UT wordmark
College of Liberal Arts wordmark

Datasets & Codebooks

Datasets & Codebooks

As of Spring, 2014,  we have updated our website to include a revised 2014 Topics Codebook and subsequent updates to all datasets.  These revisions increase alignment with the Comparative Agendas Project (CAP) coding system.  Dataset updates include new columns for corresponding CAP codes where appropriate.  Archived versions and detailed summary information are available here.
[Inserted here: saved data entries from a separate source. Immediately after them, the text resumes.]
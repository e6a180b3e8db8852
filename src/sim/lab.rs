//! Balance-beam lab: owned stores plus the recompute pipeline
//!
//! Pointer events go in, decisions and fresh snapshots come out. Every
//! terminal drag state and every registry mutation ends in
//! [`BeamLab::on_registry_changed`], which rebuilds balance, arrows and
//! table from scratch.

use glam::Vec2;
use serde::Serialize;

use super::balance::{BalanceState, ForceArrow, force_arrows};
use super::drag::{
    DragSession, DragSessionStore, DragSource, DropOutcome, LabMode, PointerId, commit,
    evaluate_drop,
};
use super::geometry::Rect;
use super::notice::{Notice, NoticeSlot, NoticeTicket};
use super::registry::{MassId, RegistryStore};
use super::table::{AnswerState, ResultsTable};
use crate::settings::Settings;

/// Derived view of the lab after a mutation
#[derive(Debug, Clone, PartialEq, Serialize)]
pub struct LabSnapshot {
    pub balance: BalanceState,
    pub arrows: Vec<ForceArrow>,
    pub table: ResultsTable,
}

/// Result of a pointer-up/cancel that ended the drag
#[derive(Debug, Clone)]
pub struct DropResolution {
    pub session: DragSession,
    pub outcome: DropOutcome,
    pub notice: Option<Notice>,
    pub snapshot: LabSnapshot,
}

/// Result of toggling the mode control
#[derive(Debug, Clone)]
pub struct ModeChange {
    pub mode: LabMode,
    /// Masses removed by leaving Advanced mode
    pub removed: Vec<MassId>,
    pub snapshot: LabSnapshot,
}

pub struct BeamLab {
    registry: RegistryStore,
    session: DragSessionStore,
    mode: LabMode,
    notices: NoticeSlot,
    notice_ms: u32,
}

impl Default for BeamLab {
    fn default() -> Self {
        Self::new(&Settings::default())
    }
}

impl BeamLab {
    pub fn new(settings: &Settings) -> Self {
        Self {
            registry: RegistryStore::new(),
            session: DragSessionStore::new(),
            mode: LabMode::from_advanced(settings.advanced_mode),
            notices: NoticeSlot::new(),
            notice_ms: settings.notice_ms,
        }
    }

    pub fn registry(&self) -> &RegistryStore {
        &self.registry
    }

    pub fn mode(&self) -> LabMode {
        self.mode
    }

    pub fn active_drag(&self) -> Option<&DragSession> {
        self.session.active()
    }

    /// Drop-zone markers are highlighted while any drag is in flight
    pub fn drop_zones_active(&self) -> bool {
        self.session.is_active()
    }

    /// Pointer-down on a storage tile
    pub fn pointer_down_storage(&mut self, value: f64, pointer_id: PointerId, offset: Vec2) -> bool {
        self.session
            .begin(DragSource::Storage { value }, pointer_id, offset, &self.registry)
            .is_some()
    }

    /// Pointer-down on a mass already on the beam
    pub fn pointer_down_mass(&mut self, id: MassId, pointer_id: PointerId, offset: Vec2) -> bool {
        self.session
            .begin(DragSource::Placed { id }, pointer_id, offset, &self.registry)
            .is_some()
    }

    /// New top-left for the dragged element; `None` for foreign pointers
    pub fn pointer_move(&self, pointer_id: PointerId, pointer: Vec2) -> Option<Vec2> {
        self.session.drag_to(pointer_id, pointer)
    }

    /// Pointer-up: evaluate, commit, clean up, recompute.
    ///
    /// `center` is the dragged element's centre and `beam` the beam's
    /// bounding box, both in client space.
    pub fn pointer_up(
        &mut self,
        pointer_id: PointerId,
        center: Vec2,
        beam: &Rect,
    ) -> Option<DropResolution> {
        let session = self.session.finish(pointer_id)?;
        let decision = evaluate_drop(&session, center, beam, &self.registry, self.mode);
        let outcome = commit(&session, decision, &mut self.registry);
        let notice = outcome
            .notice()
            .map(|text| self.notices.show(text, self.notice_ms).clone());

        Some(DropResolution {
            session,
            outcome,
            notice,
            snapshot: self.on_registry_changed(),
        })
    }

    /// Pointer-cancel resolves exactly like pointer-up
    pub fn pointer_cancel(
        &mut self,
        pointer_id: PointerId,
        center: Vec2,
        beam: &Rect,
    ) -> Option<DropResolution> {
        self.pointer_up(pointer_id, center, beam)
    }

    /// Remove every mass and restart ids at 1
    pub fn clear_all(&mut self) -> (Vec<MassId>, LabSnapshot) {
        let removed = self.registry.all().iter().map(|m| m.id).collect();
        self.registry.clear();
        log::info!("beam cleared");
        (removed, self.on_registry_changed())
    }

    /// Switch mode. Leaving Advanced clears the beam, since Basic cannot
    /// represent more than one mass per side.
    pub fn set_mode(&mut self, mode: LabMode) -> ModeChange {
        let was = self.mode;
        self.mode = mode;
        let removed = if was == LabMode::Advanced && mode == LabMode::Basic {
            let (removed, _) = self.clear_all();
            removed
        } else {
            Vec::new()
        };
        if was != mode {
            log::info!("mode {was:?} -> {mode:?}");
        }
        ModeChange {
            mode,
            removed,
            snapshot: self.on_registry_changed(),
        }
    }

    /// Recompute pipeline: physics, then arrows, then table
    pub fn on_registry_changed(&self) -> LabSnapshot {
        let balance = BalanceState::compute(&self.registry);
        let arrows = force_arrows(&self.registry);
        let table = ResultsTable::build(self.mode, &self.registry, &balance);
        LabSnapshot {
            balance,
            arrows,
            table,
        }
    }

    pub fn current_notice(&self) -> Option<&Notice> {
        self.notices.current()
    }

    /// Dismissal timer fired
    pub fn expire_notice(&mut self, ticket: NoticeTicket) -> bool {
        self.notices.expire(ticket)
    }

    /// Validate a table row's entries against the current state
    pub fn validate_row(&self, row: usize, distance: &str, moment: &str) -> AnswerState {
        let snapshot = self.on_registry_changed();
        snapshot
            .table
            .rows
            .get(row)
            .map_or(AnswerState::Unknown, |r| r.validate(distance, moment))
    }
}

#[cfg(test)]
mod tests {
    use super::*;
    use crate::sim::balance::BalanceVerdict;
    use crate::sim::drag::BASIC_MODE_NOTICE;
    use crate::sim::table::TableRow;

    fn beam() -> Rect {
        Rect::new(100.0, 300.0, 560.0, 20.0)
    }

    fn at_slot(slot: i32) -> Vec2 {
        Vec2::new(380.0 + slot as f32 * 20.0, 310.0)
    }

    fn place(lab: &mut BeamLab, value: f64, slot: i32) -> DropResolution {
        assert!(lab.pointer_down_storage(value, 1, Vec2::new(20.0, 20.0)));
        lab.pointer_up(1, at_slot(slot), &beam()).unwrap()
    }

    #[test]
    fn test_place_updates_pipeline() {
        let mut lab = BeamLab::default();
        let res = place(&mut lab, 2.0, -4);
        assert!(matches!(res.outcome, DropOutcome::Snapped { id: 1, position: -4, .. }));
        assert_eq!(res.snapshot.balance.forces.left, 20.0);
        assert_eq!(res.snapshot.balance.verdict, BalanceVerdict::AntiClockwiseResultant);
        assert_eq!(res.snapshot.arrows.len(), 1);
        assert_eq!(res.snapshot.table.rows[0].force(), 20.0);
        assert!(!lab.drop_zones_active());
    }

    #[test]
    fn test_basic_rejection_sets_notice() {
        let mut lab = BeamLab::default();
        place(&mut lab, 2.0, -4);
        let res = place(&mut lab, 1.0, -8);
        assert!(matches!(res.outcome, DropOutcome::Rejected { .. }));
        let notice = res.notice.unwrap();
        assert_eq!(notice.text, BASIC_MODE_NOTICE);
        assert_eq!(notice.duration_ms, 2000);
        assert_eq!(lab.registry().len(), 1);

        assert!(lab.expire_notice(notice.ticket));
        assert!(lab.current_notice().is_none());
    }

    #[test]
    fn test_move_tracks_owner_pointer_only() {
        let mut lab = BeamLab::default();
        lab.pointer_down_storage(1.0, 5, Vec2::new(10.0, 10.0));
        assert!(!lab.pointer_down_storage(1.0, 6, Vec2::ZERO));
        assert_eq!(lab.pointer_move(5, Vec2::new(30.0, 30.0)), Some(Vec2::new(20.0, 20.0)));
        assert_eq!(lab.pointer_move(6, Vec2::new(30.0, 30.0)), None);
        assert!(lab.pointer_up(6, at_slot(1), &beam()).is_none());
        assert!(lab.drop_zones_active());
        assert!(lab.pointer_cancel(5, at_slot(1), &beam()).is_some());
        assert!(!lab.drop_zones_active());
    }

    #[test]
    fn test_advanced_to_basic_clears_and_resets_ids() {
        let mut lab = BeamLab::default();
        lab.set_mode(LabMode::Advanced);
        place(&mut lab, 1.0, -2);
        place(&mut lab, 1.0, -3);
        place(&mut lab, 1.0, 5);
        assert_eq!(lab.registry().len(), 3);

        let change = lab.set_mode(LabMode::Basic);
        assert_eq!(change.removed, vec![1, 2, 3]);
        assert!(lab.registry().is_empty());

        let res = place(&mut lab, 1.0, 2);
        assert!(matches!(res.outcome, DropOutcome::Snapped { id: 1, .. }));
    }

    #[test]
    fn test_basic_to_advanced_keeps_masses() {
        let mut lab = BeamLab::default();
        place(&mut lab, 3.0, 4);
        let change = lab.set_mode(LabMode::Advanced);
        assert!(change.removed.is_empty());
        assert_eq!(change.snapshot.table.rows.len(), 1);
        assert!(matches!(
            change.snapshot.table.rows[0],
            TableRow::PerMass { position: 4, .. }
        ));
        assert_eq!(lab.validate_row(0, "4", "120"), AnswerState::Correct);
        assert_eq!(lab.validate_row(0, "4", "119"), AnswerState::Incorrect);
    }

    #[test]
    fn test_clear_all() {
        let mut lab = BeamLab::default();
        place(&mut lab, 3.0, 4);
        place(&mut lab, 3.0, -4);
        let (removed, snapshot) = lab.clear_all();
        assert_eq!(removed.len(), 2);
        assert_eq!(snapshot.balance.verdict, BalanceVerdict::Balanced);
        assert_eq!(lab.validate_row(0, "", "0"), AnswerState::Correct);
    }
}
We are presently working on further recoding of foreign affairs topics within the NYT Index dataset.

The major topics codebook and a complete list of the Policy Agendas datasets are listed below.  Click on each dataset name to expand its description (including date range) as well as to download a .csv of current data and a .pdf codebook that documents included variables. 

Except as noted, datasets and codebooks available on this site are © Policy Agendas Project 2013.  These datasets are distributed free of charge, with attribution, for the educational and research communities.  Policy Agendas Project topic codes and other Project generated variables are released under a Creative Commons Attribution Non-commerical ShareALike License.  For more information visit our how to cite page.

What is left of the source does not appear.